Segment Start: Provided data

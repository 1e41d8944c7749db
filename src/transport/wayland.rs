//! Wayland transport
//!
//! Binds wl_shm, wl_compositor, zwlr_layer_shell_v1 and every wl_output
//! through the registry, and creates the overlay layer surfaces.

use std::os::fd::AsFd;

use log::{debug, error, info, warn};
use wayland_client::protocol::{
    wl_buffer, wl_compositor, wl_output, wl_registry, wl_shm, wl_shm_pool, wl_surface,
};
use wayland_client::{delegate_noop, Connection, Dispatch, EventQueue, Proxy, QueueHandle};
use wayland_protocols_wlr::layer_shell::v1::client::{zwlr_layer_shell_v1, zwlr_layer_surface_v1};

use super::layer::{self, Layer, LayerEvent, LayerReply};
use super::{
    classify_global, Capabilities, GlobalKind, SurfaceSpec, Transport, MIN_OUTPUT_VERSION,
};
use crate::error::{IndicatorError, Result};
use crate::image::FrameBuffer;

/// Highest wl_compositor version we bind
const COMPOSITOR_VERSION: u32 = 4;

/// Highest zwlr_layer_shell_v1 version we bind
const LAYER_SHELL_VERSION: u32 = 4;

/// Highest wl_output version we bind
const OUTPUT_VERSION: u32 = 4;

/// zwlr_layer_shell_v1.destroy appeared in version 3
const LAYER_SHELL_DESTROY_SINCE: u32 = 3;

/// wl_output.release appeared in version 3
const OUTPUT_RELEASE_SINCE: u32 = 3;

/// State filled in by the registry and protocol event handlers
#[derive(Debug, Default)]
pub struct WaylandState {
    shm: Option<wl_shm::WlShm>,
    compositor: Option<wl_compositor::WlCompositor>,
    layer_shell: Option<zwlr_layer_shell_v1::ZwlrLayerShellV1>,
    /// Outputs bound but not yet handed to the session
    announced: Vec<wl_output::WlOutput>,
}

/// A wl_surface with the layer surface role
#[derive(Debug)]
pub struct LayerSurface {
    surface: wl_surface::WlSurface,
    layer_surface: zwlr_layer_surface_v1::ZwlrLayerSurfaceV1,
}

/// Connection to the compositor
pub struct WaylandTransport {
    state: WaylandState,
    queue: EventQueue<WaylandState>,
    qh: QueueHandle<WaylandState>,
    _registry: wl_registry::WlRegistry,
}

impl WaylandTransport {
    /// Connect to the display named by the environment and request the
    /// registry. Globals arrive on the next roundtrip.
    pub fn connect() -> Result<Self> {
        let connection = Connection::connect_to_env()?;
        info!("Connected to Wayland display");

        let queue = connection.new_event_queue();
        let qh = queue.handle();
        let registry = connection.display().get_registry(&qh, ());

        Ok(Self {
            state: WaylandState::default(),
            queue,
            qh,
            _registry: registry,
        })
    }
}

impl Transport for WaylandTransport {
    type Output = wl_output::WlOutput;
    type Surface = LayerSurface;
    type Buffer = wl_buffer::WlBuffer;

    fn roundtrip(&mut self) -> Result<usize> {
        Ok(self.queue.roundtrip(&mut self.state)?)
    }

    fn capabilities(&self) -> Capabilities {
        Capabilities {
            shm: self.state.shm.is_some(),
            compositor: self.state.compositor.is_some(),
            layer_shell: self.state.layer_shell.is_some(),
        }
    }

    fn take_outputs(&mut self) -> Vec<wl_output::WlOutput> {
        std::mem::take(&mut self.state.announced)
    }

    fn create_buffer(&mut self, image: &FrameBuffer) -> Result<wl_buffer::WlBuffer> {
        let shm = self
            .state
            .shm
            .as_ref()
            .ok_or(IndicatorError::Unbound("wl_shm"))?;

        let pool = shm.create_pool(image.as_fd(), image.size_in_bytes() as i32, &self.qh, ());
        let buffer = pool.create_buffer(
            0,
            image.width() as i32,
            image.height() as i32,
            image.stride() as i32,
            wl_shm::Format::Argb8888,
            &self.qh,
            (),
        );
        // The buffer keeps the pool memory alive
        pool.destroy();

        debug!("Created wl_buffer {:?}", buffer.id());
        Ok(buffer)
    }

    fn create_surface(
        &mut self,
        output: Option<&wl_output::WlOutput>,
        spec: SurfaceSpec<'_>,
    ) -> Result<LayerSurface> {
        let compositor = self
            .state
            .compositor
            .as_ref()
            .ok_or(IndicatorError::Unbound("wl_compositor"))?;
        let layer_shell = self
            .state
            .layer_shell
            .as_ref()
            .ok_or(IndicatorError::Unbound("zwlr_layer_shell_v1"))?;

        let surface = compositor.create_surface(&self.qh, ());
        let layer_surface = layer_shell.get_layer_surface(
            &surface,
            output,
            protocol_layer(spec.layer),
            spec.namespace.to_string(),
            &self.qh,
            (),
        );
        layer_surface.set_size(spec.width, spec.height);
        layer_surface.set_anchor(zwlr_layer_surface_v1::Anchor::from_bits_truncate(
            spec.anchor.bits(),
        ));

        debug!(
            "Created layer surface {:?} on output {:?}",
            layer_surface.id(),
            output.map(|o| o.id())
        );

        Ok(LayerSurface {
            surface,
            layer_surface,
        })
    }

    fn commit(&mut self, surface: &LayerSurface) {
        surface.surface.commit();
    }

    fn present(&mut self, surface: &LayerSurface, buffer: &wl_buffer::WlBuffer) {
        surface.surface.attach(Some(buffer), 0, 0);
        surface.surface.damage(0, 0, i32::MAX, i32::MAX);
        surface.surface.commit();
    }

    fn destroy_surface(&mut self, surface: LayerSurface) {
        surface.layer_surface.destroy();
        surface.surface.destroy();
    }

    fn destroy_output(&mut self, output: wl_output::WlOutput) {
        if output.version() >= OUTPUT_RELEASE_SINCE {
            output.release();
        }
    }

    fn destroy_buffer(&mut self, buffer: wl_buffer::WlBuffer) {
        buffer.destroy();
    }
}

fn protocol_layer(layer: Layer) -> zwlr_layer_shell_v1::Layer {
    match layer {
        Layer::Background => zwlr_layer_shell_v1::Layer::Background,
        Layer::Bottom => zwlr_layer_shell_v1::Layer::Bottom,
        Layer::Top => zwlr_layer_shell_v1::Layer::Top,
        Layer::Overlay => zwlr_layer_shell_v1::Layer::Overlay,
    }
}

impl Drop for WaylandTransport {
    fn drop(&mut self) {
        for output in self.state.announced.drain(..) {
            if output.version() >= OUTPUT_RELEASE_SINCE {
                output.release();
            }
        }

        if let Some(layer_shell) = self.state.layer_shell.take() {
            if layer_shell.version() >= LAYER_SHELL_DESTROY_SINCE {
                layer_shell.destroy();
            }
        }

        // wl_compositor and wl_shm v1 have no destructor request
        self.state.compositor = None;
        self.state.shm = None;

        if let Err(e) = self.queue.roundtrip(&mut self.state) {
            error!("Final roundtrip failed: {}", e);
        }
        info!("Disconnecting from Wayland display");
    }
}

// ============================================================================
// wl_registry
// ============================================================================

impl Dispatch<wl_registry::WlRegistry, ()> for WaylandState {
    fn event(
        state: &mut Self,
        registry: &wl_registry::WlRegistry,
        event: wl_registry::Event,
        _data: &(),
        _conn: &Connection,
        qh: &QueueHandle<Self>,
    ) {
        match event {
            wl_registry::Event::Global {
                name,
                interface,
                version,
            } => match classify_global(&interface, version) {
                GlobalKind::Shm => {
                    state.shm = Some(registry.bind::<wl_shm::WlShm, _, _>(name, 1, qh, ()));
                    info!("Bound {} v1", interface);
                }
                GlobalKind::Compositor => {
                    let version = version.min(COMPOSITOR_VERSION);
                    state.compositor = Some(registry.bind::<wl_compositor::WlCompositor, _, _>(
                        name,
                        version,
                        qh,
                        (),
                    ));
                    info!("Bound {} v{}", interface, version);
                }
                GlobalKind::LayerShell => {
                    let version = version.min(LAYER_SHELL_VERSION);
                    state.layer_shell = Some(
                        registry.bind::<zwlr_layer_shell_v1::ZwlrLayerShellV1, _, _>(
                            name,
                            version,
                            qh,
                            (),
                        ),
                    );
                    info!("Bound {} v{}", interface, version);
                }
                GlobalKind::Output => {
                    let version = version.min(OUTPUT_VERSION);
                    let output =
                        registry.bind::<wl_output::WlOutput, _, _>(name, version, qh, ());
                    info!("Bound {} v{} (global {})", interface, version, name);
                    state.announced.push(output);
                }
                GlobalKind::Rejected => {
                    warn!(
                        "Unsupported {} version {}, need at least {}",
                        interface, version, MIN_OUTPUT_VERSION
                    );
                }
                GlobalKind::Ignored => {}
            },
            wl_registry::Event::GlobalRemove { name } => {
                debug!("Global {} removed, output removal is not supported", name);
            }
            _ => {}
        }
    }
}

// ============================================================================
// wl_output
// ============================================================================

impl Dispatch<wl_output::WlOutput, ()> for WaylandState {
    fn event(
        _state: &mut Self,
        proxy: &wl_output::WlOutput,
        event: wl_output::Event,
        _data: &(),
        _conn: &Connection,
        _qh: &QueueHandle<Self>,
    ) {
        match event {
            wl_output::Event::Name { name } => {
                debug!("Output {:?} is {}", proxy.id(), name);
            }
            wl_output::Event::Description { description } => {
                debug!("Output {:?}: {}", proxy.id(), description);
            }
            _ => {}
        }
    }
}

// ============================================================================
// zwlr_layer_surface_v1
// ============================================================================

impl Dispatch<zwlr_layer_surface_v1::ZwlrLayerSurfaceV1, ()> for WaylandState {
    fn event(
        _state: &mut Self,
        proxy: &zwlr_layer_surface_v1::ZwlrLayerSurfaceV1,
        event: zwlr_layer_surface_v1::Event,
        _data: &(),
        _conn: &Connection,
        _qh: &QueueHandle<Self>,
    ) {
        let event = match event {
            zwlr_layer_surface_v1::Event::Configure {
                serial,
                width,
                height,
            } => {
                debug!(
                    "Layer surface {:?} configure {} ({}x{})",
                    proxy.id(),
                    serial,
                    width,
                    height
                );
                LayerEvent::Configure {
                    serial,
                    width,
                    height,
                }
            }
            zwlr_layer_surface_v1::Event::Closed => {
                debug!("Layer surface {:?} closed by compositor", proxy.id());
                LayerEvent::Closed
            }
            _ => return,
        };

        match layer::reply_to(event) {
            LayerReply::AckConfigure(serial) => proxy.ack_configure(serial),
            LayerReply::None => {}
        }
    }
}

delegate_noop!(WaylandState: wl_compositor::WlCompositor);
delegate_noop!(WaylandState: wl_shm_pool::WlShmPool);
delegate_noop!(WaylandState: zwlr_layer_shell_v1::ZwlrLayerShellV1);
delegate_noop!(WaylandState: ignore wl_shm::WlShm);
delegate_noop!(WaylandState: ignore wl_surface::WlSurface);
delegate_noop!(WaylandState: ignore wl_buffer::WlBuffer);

Segment End: Provided data

Exercise requirements: If a line in the data above includes the string "Unbound", copy it.

Task solution:
            .ok_or(IndicatorError::Unbound("wl_shm"))?;
            .ok_or(IndicatorError::Unbound("wl_compositor"))?;
            .ok_or(IndicatorError::Unbound("zwlr_layer_shell_v1"))?;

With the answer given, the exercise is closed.